**TASK DETAILS:**
For each line below that includes the word "crate", make a copy.

**RECORDS FOR THE EXERCISE:**
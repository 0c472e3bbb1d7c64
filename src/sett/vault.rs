//! Sett vault: pooled deposits of a single underlying token
//!
//! Shares are themselves a CEP-18 ledger. Accounts may deposit freely;
//! contracts need governance approval first. The vault starts paused.

use odra::prelude::*;
use odra::casper_types::U256;
use odra::ContractRef;
use super::events::*;
use crate::errors::{SettError, YieldSourceError};
use crate::events::{Approval, Transfer};
use crate::share_math::{SafeMath, ShareMath};
use crate::token::Cep18TokenContractRef;

/// Sett vault contract
#[odra::module]
pub struct Sett {
    /// Share token name
    name: Var<String>,
    /// Share token symbol
    symbol: Var<String>,
    /// Share token decimals (same as the underlying)
    decimals: Var<u8>,
    /// Total shares outstanding
    total_supply: Var<U256>,
    /// Shares per holder
    balances: Mapping<Address, U256>,
    /// Share allowances: (owner, spender) -> amount
    allowances: Mapping<(Address, Address), U256>,

    /// Underlying token address
    token: Var<Address>,
    /// Governance address
    governance: Var<Address>,
    /// Guardian address (may pause)
    guardian: Var<Address>,
    /// Contracts approved to deposit and withdraw
    approved: Mapping<Address, bool>,
    /// Paused state
    paused: Var<bool>,
}

#[odra::module]
impl Sett {
    /// Initialize the vault over `token`
    pub fn init(&mut self, token: Address, governance: Address, guardian: Address) {
        let underlying = Cep18TokenContractRef::new(self.env(), token);

        let mut name = String::from("Badger Sett ");
        name.push_str(&underlying.name());
        let mut symbol = String::from("b");
        symbol.push_str(&underlying.symbol());

        self.name.set(name);
        self.symbol.set(symbol);
        self.decimals.set(underlying.decimals());
        self.total_supply.set(U256::zero());

        self.token.set(token);
        self.governance.set(governance);
        self.guardian.set(guardian);
        self.paused.set(true);
    }

    // ========================================
    // Share Token Functions
    // ========================================

    pub fn name(&self) -> String {
        self.name.get_or_default()
    }

    pub fn symbol(&self) -> String {
        self.symbol.get_or_default()
    }

    pub fn decimals(&self) -> u8 {
        self.decimals.get_or_default()
    }

    pub fn total_supply(&self) -> U256 {
        self.total_supply.get_or_default()
    }

    pub fn balance_of(&self, owner: Address) -> U256 {
        self.balances.get(&owner).unwrap_or_default()
    }

    pub fn allowance(&self, owner: Address, spender: Address) -> U256 {
        self.allowances.get(&(owner, spender)).unwrap_or_default()
    }

    pub fn transfer(&mut self, to: Address, amount: U256) -> bool {
        let caller = self.env().caller();
        self.transfer_internal(caller, to, amount);
        true
    }

    pub fn approve(&mut self, spender: Address, amount: U256) -> bool {
        let owner = self.env().caller();
        self.allowances.set(&(owner, spender), amount);
        self.env().emit_event(Approval {
            owner,
            spender,
            value: amount,
        });
        true
    }

    pub fn transfer_from(&mut self, owner: Address, to: Address, amount: U256) -> bool {
        let spender = self.env().caller();
        let current_allowance = self.allowance(owner, spender);
        if current_allowance < amount {
            self.env().revert(SettError::InsufficientAllowance);
        }
        self.allowances.set(&(owner, spender), current_allowance - amount);
        self.transfer_internal(owner, to, amount);
        true
    }

    // ========================================
    // Vault Functions
    // ========================================

    /// Underlying token address
    pub fn token(&self) -> Address {
        self.token.get_or_revert_with(SettError::NotConfigured)
    }

    /// Total underlying held by the vault
    pub fn balance(&self) -> U256 {
        self.underlying().balance_of(self.env().self_address())
    }

    /// Underlying value of 1e18 shares
    pub fn get_price_per_full_share(&self) -> U256 {
        let price = ShareMath::price_per_full_share(self.balance(), self.total_supply());
        self.checked(price)
    }

    /// Deposit `amount` of underlying; shares go to the caller
    pub fn deposit(&mut self, amount: U256) {
        self.when_not_paused();
        self.defend();
        let depositor = self.env().caller();
        self.deposit_internal(depositor, amount);
    }

    /// Deposit the caller's whole underlying balance
    pub fn deposit_all(&mut self) {
        self.when_not_paused();
        self.defend();
        let depositor = self.env().caller();
        let amount = self.underlying().balance_of(depositor);
        self.deposit_internal(depositor, amount);
    }

    /// Burn `shares` of the caller and pay out their underlying value
    pub fn withdraw(&mut self, shares: U256) {
        self.when_not_paused();
        self.defend();
        let owner = self.env().caller();
        self.withdraw_internal(owner, shares);
    }

    /// Redeem every share the caller holds
    pub fn withdraw_all(&mut self) {
        self.when_not_paused();
        self.defend();
        let owner = self.env().caller();
        let shares = self.balance_of(owner);
        self.withdraw_internal(owner, shares);
    }

    // ========================================
    // Governance
    // ========================================

    pub fn governance(&self) -> Address {
        self.governance.get_or_revert_with(SettError::NotConfigured)
    }

    pub fn guardian(&self) -> Address {
        self.guardian.get_or_revert_with(SettError::NotConfigured)
    }

    /// Allow a contract to deposit and withdraw
    pub fn approve_contract_access(&mut self, account: Address) {
        self.only_governance();
        self.approved.set(&account, true);
        self.env().emit_event(ContractAccessChanged {
            account,
            approved: true,
        });
    }

    /// Withdraw a contract's access
    pub fn revoke_contract_access(&mut self, account: Address) {
        self.only_governance();
        self.approved.set(&account, false);
        self.env().emit_event(ContractAccessChanged {
            account,
            approved: false,
        });
    }

    pub fn is_approved(&self, account: Address) -> bool {
        self.approved.get(&account).unwrap_or_default()
    }

    pub fn set_governance(&mut self, governance: Address) {
        self.only_governance();
        self.governance.set(governance);
    }

    pub fn set_guardian(&mut self, guardian: Address) {
        self.only_governance();
        self.guardian.set(guardian);
    }

    /// Pause deposits and withdrawals (governance or guardian)
    pub fn pause(&mut self) {
        let caller = self.env().caller();
        if caller != self.governance() && caller != self.guardian() {
            self.env().revert(SettError::NotAuthorized);
        }
        self.paused.set(true);
        self.env().emit_event(Paused { by: caller });
    }

    /// Resume deposits and withdrawals (governance only)
    pub fn unpause(&mut self) {
        self.only_governance();
        self.paused.set(false);
        let caller = self.env().caller();
        self.env().emit_event(Unpaused { by: caller });
    }

    pub fn is_paused(&self) -> bool {
        self.paused.get_or_default()
    }

    // ========================================
    // Internal
    // ========================================

    fn deposit_internal(&mut self, depositor: Address, amount: U256) {
        let this = self.env().self_address();
        let mut underlying = self.underlying();

        let pool = underlying.balance_of(this);
        if pool.is_zero() && !self.total_supply().is_zero() {
            self.env().revert(SettError::EmptyPool);
        }
        if !underlying.transfer_from(depositor, this, amount) {
            self.env().revert(SettError::TransferFailed);
        }
        // Measure what actually arrived
        let received = self.checked(ShareMath::checked_delta(underlying.balance_of(this), pool));
        let shares = self.checked(ShareMath::shares_for_deposit(
            received,
            pool,
            self.total_supply(),
        ));

        self.mint(depositor, shares);

        self.env().emit_event(SettDeposit {
            depositor,
            amount: received,
            shares,
        });
    }

    fn withdraw_internal(&mut self, owner: Address, shares: U256) {
        let owner_shares = self.balance_of(owner);
        if owner_shares < shares {
            self.env().revert(SettError::InsufficientShares);
        }

        let amount = self.checked(ShareMath::amount_for_shares(
            shares,
            self.balance(),
            self.total_supply(),
        ));
        self.burn(owner, shares);

        if !self.underlying().transfer(owner, amount) {
            self.env().revert(SettError::TransferFailed);
        }

        self.env().emit_event(SettWithdraw {
            owner,
            amount,
            shares,
        });
    }

    fn mint(&mut self, to: Address, shares: U256) {
        let supply = self.checked(SafeMath::add(self.total_supply(), shares));
        self.total_supply.set(supply);
        let balance = self.checked(SafeMath::add(self.balance_of(to), shares));
        self.balances.set(&to, balance);

        self.env().emit_event(Transfer {
            from: self.env().self_address(),
            to,
            value: shares,
        });
    }

    fn burn(&mut self, from: Address, shares: U256) {
        let balance = self.balance_of(from);
        self.balances.set(&from, balance - shares);
        let supply = self.total_supply();
        self.total_supply.set(supply - shares);

        self.env().emit_event(Transfer {
            from,
            to: self.env().self_address(),
            value: shares,
        });
    }

    fn transfer_internal(&mut self, from: Address, to: Address, amount: U256) {
        let from_balance = self.balance_of(from);
        if from_balance < amount {
            self.env().revert(SettError::InsufficientShares);
        }
        self.balances.set(&from, from_balance - amount);
        let to_balance = self.checked(SafeMath::add(self.balance_of(to), amount));
        self.balances.set(&to, to_balance);

        self.env().emit_event(Transfer {
            from,
            to,
            value: amount,
        });
    }

    fn underlying(&self) -> Cep18TokenContractRef {
        Cep18TokenContractRef::new(self.env(), self.token())
    }

    fn checked(&self, result: Result<U256, YieldSourceError>) -> U256 {
        match result {
            Ok(value) => value,
            Err(YieldSourceError::Overflow) => self.env().revert(SettError::Overflow),
            Err(YieldSourceError::Underflow) => self.env().revert(SettError::Underflow),
            Err(_) => self.env().revert(SettError::InsufficientShares),
        }
    }

    fn when_not_paused(&self) {
        if self.is_paused() {
            self.env().revert(SettError::VaultPaused);
        }
    }

    /// Accounts pass; contracts must be approved by governance
    fn defend(&self) {
        let caller = self.env().caller();
        if caller.is_contract() && !self.is_approved(caller) {
            self.env().revert(SettError::VaultAccessDenied);
        }
    }

    fn only_governance(&self) {
        let caller = self.env().caller();
        if caller != self.governance() {
            self.env().revert(SettError::NotGovernance);
        }
    }
}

**THE COMPLETED TASK:**
use crate::errors::{SettError, YieldSourceError};
use crate::events::{Approval, Transfer};
use crate::share_math::{SafeMath, ShareMath};
use crate::token::Cep18TokenContractRef;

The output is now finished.